### [Information shown]

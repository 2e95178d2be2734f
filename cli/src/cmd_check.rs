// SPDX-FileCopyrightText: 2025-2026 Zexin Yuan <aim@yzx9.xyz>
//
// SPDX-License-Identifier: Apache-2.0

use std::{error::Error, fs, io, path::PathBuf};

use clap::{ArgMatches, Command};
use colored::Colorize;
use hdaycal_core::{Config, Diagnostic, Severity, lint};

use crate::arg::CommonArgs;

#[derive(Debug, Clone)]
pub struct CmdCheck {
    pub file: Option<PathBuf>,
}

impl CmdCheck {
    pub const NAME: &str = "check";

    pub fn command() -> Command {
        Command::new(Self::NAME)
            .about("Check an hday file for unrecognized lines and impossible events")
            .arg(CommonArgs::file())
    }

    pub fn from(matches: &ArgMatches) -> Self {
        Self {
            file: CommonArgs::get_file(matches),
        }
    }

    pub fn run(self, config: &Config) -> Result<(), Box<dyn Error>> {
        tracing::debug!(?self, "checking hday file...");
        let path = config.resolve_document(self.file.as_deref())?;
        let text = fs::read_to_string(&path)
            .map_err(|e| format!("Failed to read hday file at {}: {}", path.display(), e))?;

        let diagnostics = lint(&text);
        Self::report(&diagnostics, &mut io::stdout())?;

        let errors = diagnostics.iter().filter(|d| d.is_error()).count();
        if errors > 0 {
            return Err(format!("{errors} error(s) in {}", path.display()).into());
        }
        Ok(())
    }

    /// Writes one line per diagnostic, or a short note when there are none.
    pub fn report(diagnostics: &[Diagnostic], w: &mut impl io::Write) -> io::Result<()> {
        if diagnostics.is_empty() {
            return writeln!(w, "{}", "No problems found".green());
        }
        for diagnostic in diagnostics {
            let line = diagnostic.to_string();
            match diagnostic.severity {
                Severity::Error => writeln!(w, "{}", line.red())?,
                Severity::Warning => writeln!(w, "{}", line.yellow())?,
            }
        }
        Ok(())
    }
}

---

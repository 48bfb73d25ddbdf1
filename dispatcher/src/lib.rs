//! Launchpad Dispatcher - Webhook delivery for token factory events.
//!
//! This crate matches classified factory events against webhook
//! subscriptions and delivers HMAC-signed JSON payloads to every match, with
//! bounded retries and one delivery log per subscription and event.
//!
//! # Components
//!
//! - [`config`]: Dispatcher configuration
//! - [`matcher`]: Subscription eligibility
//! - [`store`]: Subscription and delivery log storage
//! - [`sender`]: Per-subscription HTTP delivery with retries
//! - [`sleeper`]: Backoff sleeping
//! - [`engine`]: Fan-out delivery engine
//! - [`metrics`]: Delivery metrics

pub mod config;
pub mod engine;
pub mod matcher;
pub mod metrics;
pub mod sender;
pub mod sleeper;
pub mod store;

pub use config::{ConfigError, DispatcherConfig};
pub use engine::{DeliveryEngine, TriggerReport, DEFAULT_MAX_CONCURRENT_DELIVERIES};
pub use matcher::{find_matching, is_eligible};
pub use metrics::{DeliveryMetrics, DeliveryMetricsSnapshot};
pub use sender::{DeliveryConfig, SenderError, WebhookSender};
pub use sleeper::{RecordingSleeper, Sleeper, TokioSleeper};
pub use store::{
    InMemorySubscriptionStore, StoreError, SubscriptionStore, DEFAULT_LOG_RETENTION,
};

--

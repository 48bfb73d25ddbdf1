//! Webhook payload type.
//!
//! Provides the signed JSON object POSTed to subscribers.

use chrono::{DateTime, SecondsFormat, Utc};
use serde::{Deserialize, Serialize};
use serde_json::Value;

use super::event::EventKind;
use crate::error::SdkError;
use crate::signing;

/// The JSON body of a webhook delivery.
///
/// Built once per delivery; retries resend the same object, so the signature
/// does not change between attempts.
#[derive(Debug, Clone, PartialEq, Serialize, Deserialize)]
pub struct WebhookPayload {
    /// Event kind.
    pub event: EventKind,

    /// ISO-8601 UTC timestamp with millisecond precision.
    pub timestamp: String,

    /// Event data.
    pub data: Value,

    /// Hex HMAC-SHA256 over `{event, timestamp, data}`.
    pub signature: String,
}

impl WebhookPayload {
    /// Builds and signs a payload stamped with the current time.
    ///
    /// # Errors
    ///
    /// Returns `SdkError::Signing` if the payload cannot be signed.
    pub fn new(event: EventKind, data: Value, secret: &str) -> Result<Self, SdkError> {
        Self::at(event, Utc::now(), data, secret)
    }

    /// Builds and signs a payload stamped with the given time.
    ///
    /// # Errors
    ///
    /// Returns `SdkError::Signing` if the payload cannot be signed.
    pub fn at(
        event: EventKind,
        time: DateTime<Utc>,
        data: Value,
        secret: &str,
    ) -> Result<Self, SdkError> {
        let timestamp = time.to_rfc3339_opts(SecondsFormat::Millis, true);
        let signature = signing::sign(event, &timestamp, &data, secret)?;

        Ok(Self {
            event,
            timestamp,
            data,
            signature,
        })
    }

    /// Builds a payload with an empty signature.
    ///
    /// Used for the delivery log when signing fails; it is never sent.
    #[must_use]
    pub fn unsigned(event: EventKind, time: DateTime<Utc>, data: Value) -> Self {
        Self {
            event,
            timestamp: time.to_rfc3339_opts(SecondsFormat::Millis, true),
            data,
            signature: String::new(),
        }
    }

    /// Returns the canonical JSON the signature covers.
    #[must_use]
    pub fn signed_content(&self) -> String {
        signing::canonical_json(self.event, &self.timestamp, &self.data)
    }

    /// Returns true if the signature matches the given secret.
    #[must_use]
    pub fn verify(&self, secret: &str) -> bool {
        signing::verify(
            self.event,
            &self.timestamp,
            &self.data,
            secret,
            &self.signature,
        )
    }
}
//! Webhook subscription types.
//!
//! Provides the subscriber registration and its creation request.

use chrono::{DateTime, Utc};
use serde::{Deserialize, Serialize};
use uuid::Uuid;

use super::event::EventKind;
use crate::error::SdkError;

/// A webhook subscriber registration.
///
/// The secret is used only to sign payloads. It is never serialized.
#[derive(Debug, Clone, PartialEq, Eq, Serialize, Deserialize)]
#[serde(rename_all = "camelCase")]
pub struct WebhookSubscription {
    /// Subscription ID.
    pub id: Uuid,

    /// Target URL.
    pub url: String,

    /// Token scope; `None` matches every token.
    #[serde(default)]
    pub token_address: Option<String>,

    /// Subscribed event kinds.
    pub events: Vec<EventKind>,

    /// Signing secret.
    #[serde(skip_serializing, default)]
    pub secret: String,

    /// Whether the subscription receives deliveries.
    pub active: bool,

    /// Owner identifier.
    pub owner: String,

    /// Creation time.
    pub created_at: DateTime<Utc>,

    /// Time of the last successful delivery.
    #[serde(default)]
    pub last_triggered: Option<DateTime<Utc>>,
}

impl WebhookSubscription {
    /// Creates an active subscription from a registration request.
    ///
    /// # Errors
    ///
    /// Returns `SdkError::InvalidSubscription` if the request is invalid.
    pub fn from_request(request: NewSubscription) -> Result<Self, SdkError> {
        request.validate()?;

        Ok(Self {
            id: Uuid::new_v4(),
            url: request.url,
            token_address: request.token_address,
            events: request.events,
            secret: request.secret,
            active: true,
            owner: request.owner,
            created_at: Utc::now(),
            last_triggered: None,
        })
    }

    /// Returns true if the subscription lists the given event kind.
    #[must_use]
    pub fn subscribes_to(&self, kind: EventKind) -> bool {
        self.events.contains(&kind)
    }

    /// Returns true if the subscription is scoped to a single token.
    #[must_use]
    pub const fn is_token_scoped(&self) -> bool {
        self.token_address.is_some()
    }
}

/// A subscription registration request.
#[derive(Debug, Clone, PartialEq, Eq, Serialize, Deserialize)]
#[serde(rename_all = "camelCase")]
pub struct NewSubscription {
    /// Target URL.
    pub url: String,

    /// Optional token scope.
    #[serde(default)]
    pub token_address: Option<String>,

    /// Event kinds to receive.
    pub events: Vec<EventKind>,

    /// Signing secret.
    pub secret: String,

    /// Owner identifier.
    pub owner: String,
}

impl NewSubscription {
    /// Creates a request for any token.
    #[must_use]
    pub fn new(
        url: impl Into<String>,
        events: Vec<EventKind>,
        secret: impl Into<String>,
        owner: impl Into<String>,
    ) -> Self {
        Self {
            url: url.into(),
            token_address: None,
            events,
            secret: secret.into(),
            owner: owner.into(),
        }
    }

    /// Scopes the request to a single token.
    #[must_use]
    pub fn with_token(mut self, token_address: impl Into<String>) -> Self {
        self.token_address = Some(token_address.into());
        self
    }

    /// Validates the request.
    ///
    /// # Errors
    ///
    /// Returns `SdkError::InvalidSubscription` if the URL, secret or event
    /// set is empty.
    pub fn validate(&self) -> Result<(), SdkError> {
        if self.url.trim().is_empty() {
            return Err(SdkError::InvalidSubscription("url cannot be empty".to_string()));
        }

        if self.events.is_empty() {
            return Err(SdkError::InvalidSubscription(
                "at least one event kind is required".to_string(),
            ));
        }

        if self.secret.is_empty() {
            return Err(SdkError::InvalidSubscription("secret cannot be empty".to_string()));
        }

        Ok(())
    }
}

### [Directions for this task]
Every line above with the word "retries" is to be copied out.

### [Reply]
//! bounded retries and one delivery log per subscription and event.
//! - [`sender`]: Per-subscription HTTP delivery with retries
/// Built once per delivery; retries resend the same object, so the signature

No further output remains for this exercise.